3. Experiment and Results

3.1 Participants and measurement

To conduct the analysis, we surveyed 76 employees working as drivers at a transportation company. Three managers of the company gave official speeches on similar topics related to corporate training, such as safety education, vehicle maintenance, and legal guidance. The workers listened to these official speeches and responded to their cognition of the managers' voices. Then they checked the degree of trust towards these managers. The workers consisted of 52 males (68.4%) and 24 females (31.6%). In terms of age, 12 were in their twenties (15.8%), 28 in their thirties (36.8%), and 36 were older than 40 (47.4%). In terms of academic experience, 38 had completed high school (50%), 28 had bachelor degrees (36.8%), and 10 were masters degree holders (13.2%). For length of employment, 44 had worked less than one year (57.9%), 22 had worked one to three years (28.9%), and 10 had worked longer than three years (13.2%).

All measurements used a 7-point Likert scale (1: strongly disagree, 7: strongly agree). Each cognitive factor had four items. Questionnaires were centred around the variables of eloquence (is impressive, speaks fluently, appeals, speaks well), amiableness (attractiveness, makes me want to listen, speaks cheerfully, speaks comfortably), authenticity (is honest, does not hide, does not deceive, speaks frankly), clarity (clear expression, is not complicated, but simple, speaks directly, speaks easily), and absorption (makes me concentrate, makes me focus, makes me listen well, speech time goes quickly). Trust in the leader was measured with four items, including “I feel a strong loyalty to my leader” and “I would support my leader in almost any emergency” [35,36].

3.2 Voice Analysis and Results

This paper compared and analysed several parameters of leaders’ voices such as confidence, control, and stress level by comparing vocal signals from three conference announcement audio files. The audio file was recorded during the weekly meeting of a town bus company. Each recorded speech data was sampled at 22 kHz, and quantization was 16 bits. For the results of this study, the primary stage voice preprocessing was refined using 'Adobe' 'Audition'. Since then, 'Matlab' was used for data analysis and processing, and provided libraries such as 'Signal Processing Toolbox' were used to reduce the analysis time. As for the hardware environment, ordinary Intel's i7 processor, 16G RAM. We didn't need parallel computing, so didn't take advantage of GPU acceleration. A 30 ms window in the form of the 'Hamming window' was used for short-term time-domain analysis, and it was continuously analyzed with 30% overlap. In each data, the periodicity was emphasized and extracted for pitch detection. For pitch detection in this study, a frequency correlation method was used in the frequency domain in continuous shart-term data. The pitch of the human voice originally exists in the range of 80 to 500 Hz, and since the voice of a male is processed in particular, the detected pitch other than the 80-350 Hz band is ignored.

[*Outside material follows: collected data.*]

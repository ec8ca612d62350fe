//! 用户 CSV 解析器
//!
//! 输入格式：逗号分隔，`#` 开头的行为注释，第一行固定为表头并跳过，
//! 其余每行七列 `id, first_name, last_name, email, gender, country, birthday`。
//!
//! 结构错误（列数与表头不一致、引号不闭合等）返回 [`IngestError::Parse`]；
//! 字段内容错误按 [`ParseMode`] 处理。

use crate::error::{IngestError, Result};
use crate::record::io::SourceHandle;
use crate::record::types::{ParseMode, Record, RowError};
use csv::ByteRecord;
use std::borrow::Cow;
use std::io::Read;
use std::path::Path;

/// 用户 CSV 解析器
#[derive(Debug, Clone, Copy, Default)]
pub struct RecordParser {
    mode: ParseMode,
}

impl RecordParser {
    pub fn new(mode: ParseMode) -> Self {
        Self { mode }
    }

    fn reader_builder() -> csv::ReaderBuilder {
        let mut rb = csv::ReaderBuilder::new();
        rb.delimiter(b',')
            .comment(Some(b'#'))
            .has_headers(true)
            .flexible(false);
        rb
    }

    /// 解析整个已打开的文件
    pub fn parse_handle(&self, handle: &mut SourceHandle) -> Result<Vec<Record>> {
        let path = handle.path().to_path_buf();
        self.parse_reader(handle.reader(), &path)
    }

    /// 从任意读取器解析，`source` 仅用于错误信息
    pub fn parse_reader<R: Read>(&self, reader: R, source: &Path) -> Result<Vec<Record>> {
        let mut csv_reader = Self::reader_builder().from_reader(reader);
        let mut records = Vec::new();
        let mut row = ByteRecord::new();

        loop {
            match csv_reader.read_byte_record(&mut row) {
                Ok(true) => {}
                Ok(false) => break,
                Err(e) => {
                    let line = e.position().map(|p| p.line());
                    return Err(IngestError::parse(source, line, e.to_string()));
                }
            }

            let record = self
                .decode_fields(&row)
                .and_then(|fields| Record::from_row(&fields, self.mode))
                .map_err(|e| {
                    IngestError::parse(source, row.position().map(|p| p.line()), e.to_string())
                })?;
            records.push(record);
        }

        #[cfg(feature = "logging")]
        tracing::debug!("解析完成 {}: {} 条记录", source.display(), records.len());

        Ok(records)
    }

    /// 按 UTF-8 解码字段，宽松模式下无效字节替换为 U+FFFD
    fn decode_fields<'r>(
        &self,
        row: &'r ByteRecord,
    ) -> std::result::Result<Vec<Cow<'r, str>>, RowError> {
        row.iter()
            .enumerate()
            .map(|(field, bytes)| match (std::str::from_utf8(bytes), self.mode) {
                (Ok(text), _) => Ok(Cow::Borrowed(text)),
                (Err(_), ParseMode::Lenient) => Ok(String::from_utf8_lossy(bytes)),
                (Err(_), ParseMode::Strict) => Err(RowError::InvalidEncoding { field }),
            })
            .collect()
    }
}

#[cfg(test)]
mod tests {
    use super::*;

    const HEADER: &str = "id,first_name,last_name,email,gender,country,birthday\n";

    fn parse(content: &str, mode: ParseMode) -> Result<Vec<Record>> {
        parse_bytes(content.as_bytes(), mode)
    }

    fn parse_bytes(content: &[u8], mode: ParseMode) -> Result<Vec<Record>> {
        RecordParser::new(mode).parse_reader(content, Path::new("mem.csv"))
    }

    #[test]
    fn test_header_is_skipped() {
        let content = format!(
            "{HEADER}1,Ada,Lovelace,ada@x.io,Female,UK,1815/12/10\n\
             2,Alan,Turing,alan@x.io,Male,UK,1912/06/23\n"
        );
        let records = parse(&content, ParseMode::Lenient).unwrap();
        assert_eq!(records.len(), 2);
        assert_eq!(records[0].id(), 1);
        assert_eq!(records[1].last_name(), "Turing");
    }

    #[test]
    fn test_comments_and_blank_lines_ignored() {
        let content = format!(
            "# exported users\n{HEADER}\n# a comment\n\
             1,Ada,Lovelace,ada@x.io,Female,UK,1815/12/10\n\n"
        );
        let records = parse(&content, ParseMode::Lenient).unwrap();
        assert_eq!(records.len(), 1);
    }

    #[test]
    fn test_empty_input_yields_nothing() {
        assert!(parse("", ParseMode::Lenient).unwrap().is_empty());
        assert!(parse(HEADER, ParseMode::Lenient).unwrap().is_empty());
    }

    #[test]
    fn test_quoted_field_with_comma() {
        let content = format!("{HEADER}3,\"Smith, Jr\",Doe,j@x.io,Male,US,2000/01/02\n");
        let records = parse(&content, ParseMode::Lenient).unwrap();
        assert_eq!(records[0].first_name(), "Smith, Jr");
    }

    #[test]
    fn test_unequal_row_length_is_parse_error() {
        let content = format!("{HEADER}1,Ada,Lovelace\n");
        let err = parse(&content, ParseMode::Lenient).unwrap_err();
        assert!(err.is_parse_error());
    }

    #[test]
    fn test_short_header_file_is_parse_error() {
        let err = parse("a,b,c\n1,2,3\n", ParseMode::Lenient).unwrap_err();
        match err {
            IngestError::Parse { line, .. } => assert_eq!(line, Some(2)),
            other => panic!("unexpected error: {other:?}"),
        }
    }

    #[test]
    fn test_strict_mode_reports_field_errors() {
        let content = format!("{HEADER}x,Ada,Lovelace,ada@x.io,Female,UK,1815/12/10\n");
        assert!(parse(&content, ParseMode::Lenient).is_ok());
        assert!(parse(&content, ParseMode::Strict).unwrap_err().is_parse_error());
    }

    #[test]
    fn test_invalid_utf8_field_is_tolerated() {
        let mut content = HEADER.as_bytes().to_vec();
        content.extend_from_slice(b"1,Ren\xe9,Dupont,rene@x.io,Male,FR,1980/03/04\n");
        content.extend_from_slice(b"2,Ana,Lima,ana@x.io,Female,BR,1991/07/08\n");

        let records = parse_bytes(&content, ParseMode::Lenient).unwrap();
        assert_eq!(records.len(), 2);
        assert_eq!(records[0].first_name(), "Ren\u{FFFD}");
        assert_eq!(records[0].last_name(), "Dupont");
        assert_eq!(records[1].first_name(), "Ana");
    }

    #[test]
    fn test_invalid_utf8_field_rejected_in_strict_mode() {
        let mut content = HEADER.as_bytes().to_vec();
        content.extend_from_slice(b"1,Ren\xe9,Dupont,rene@x.io,Male,FR,1980/03/04\n");

        match parse_bytes(&content, ParseMode::Strict).unwrap_err() {
            IngestError::Parse { line, message, .. } => {
                assert_eq!(line, Some(2));
                assert!(message.contains("UTF-8"));
            }
            other => panic!("unexpected error: {other:?}"),
        }
    }
}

Fig. 2 shows a characteristic portion of the vocal spectrum, where the green solid line represents the first leader’s voice from the first 10 minute speech, the yellow solid line represents the second leader’s voice characteristics and the red line is the analysis of the third leader. It can be seen that the average pitch frequency differed among the three speakers. The slope of F1 from F2 represents the voice affinity.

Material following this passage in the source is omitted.